Material to process START

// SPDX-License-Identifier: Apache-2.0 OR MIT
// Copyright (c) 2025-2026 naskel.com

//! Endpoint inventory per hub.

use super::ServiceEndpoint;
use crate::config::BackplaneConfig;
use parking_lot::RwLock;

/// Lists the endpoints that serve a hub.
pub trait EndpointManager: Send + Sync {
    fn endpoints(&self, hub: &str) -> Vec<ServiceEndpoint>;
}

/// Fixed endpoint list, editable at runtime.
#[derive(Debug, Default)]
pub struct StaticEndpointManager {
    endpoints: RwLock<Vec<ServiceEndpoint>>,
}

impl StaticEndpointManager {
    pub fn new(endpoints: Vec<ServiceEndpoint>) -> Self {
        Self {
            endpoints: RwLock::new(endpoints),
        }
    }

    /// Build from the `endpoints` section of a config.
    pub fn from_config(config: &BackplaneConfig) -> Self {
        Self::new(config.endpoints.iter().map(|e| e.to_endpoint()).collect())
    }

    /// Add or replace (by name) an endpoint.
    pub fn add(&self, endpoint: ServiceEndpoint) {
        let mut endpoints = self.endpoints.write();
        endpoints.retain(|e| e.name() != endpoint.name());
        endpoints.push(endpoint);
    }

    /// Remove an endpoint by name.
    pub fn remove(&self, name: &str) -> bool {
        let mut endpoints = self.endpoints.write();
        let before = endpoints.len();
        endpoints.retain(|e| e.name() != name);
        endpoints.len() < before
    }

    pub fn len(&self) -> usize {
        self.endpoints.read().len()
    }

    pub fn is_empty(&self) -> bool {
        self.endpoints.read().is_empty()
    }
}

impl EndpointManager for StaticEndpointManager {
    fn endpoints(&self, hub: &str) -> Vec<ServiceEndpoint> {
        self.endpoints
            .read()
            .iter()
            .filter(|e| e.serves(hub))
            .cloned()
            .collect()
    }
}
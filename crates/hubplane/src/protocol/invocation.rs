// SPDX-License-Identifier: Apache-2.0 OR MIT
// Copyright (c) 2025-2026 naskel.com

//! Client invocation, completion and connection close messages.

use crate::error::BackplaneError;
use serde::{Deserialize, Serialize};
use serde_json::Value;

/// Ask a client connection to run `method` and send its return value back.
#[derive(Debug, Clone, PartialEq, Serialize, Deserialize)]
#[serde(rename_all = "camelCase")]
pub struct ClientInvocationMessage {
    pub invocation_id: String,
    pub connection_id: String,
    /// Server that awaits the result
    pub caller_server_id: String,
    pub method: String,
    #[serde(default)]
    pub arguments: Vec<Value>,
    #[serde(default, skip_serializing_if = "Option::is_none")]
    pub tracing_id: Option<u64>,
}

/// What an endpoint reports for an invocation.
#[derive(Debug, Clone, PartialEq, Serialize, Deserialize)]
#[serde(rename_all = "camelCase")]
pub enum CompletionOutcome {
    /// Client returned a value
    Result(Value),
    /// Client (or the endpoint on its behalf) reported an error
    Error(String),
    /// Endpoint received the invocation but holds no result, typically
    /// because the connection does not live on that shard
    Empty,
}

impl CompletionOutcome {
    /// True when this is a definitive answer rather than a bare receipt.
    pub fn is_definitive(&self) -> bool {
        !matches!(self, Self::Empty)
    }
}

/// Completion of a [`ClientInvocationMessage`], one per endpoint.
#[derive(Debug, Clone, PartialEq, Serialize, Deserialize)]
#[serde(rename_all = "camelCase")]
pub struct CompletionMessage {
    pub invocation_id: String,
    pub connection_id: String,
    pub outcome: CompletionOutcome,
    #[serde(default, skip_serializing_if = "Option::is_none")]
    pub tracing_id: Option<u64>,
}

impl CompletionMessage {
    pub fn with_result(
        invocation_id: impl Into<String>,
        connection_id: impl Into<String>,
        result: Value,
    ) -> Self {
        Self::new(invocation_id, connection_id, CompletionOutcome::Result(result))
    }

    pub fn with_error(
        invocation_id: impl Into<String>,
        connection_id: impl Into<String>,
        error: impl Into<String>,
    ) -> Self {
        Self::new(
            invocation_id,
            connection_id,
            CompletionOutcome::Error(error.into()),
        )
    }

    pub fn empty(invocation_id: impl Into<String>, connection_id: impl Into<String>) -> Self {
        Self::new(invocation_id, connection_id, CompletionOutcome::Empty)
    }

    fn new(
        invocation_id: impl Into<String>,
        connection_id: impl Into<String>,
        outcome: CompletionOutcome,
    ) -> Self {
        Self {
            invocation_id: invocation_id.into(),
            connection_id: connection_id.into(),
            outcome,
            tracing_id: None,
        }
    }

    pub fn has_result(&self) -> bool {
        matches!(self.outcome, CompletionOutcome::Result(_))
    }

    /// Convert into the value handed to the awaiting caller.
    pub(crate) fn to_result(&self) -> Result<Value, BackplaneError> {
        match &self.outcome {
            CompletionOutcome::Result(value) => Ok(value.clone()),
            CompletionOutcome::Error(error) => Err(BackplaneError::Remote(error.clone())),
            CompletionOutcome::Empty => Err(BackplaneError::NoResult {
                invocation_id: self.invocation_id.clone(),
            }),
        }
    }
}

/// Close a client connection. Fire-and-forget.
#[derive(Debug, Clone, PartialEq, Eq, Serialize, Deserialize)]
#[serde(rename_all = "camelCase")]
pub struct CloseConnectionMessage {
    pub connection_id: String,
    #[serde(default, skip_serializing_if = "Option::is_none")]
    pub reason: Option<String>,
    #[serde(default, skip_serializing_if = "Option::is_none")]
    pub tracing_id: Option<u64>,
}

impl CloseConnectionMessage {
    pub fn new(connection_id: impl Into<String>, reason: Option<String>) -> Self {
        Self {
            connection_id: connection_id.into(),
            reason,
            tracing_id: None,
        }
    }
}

Material to process END

Exercise details ▸
Your answer should consist of all lines above that include the string "matches".

Response to the exercise ▸
        !matches!(self, Self::Empty)
        matches!(self.outcome, CompletionOutcome::Result(_))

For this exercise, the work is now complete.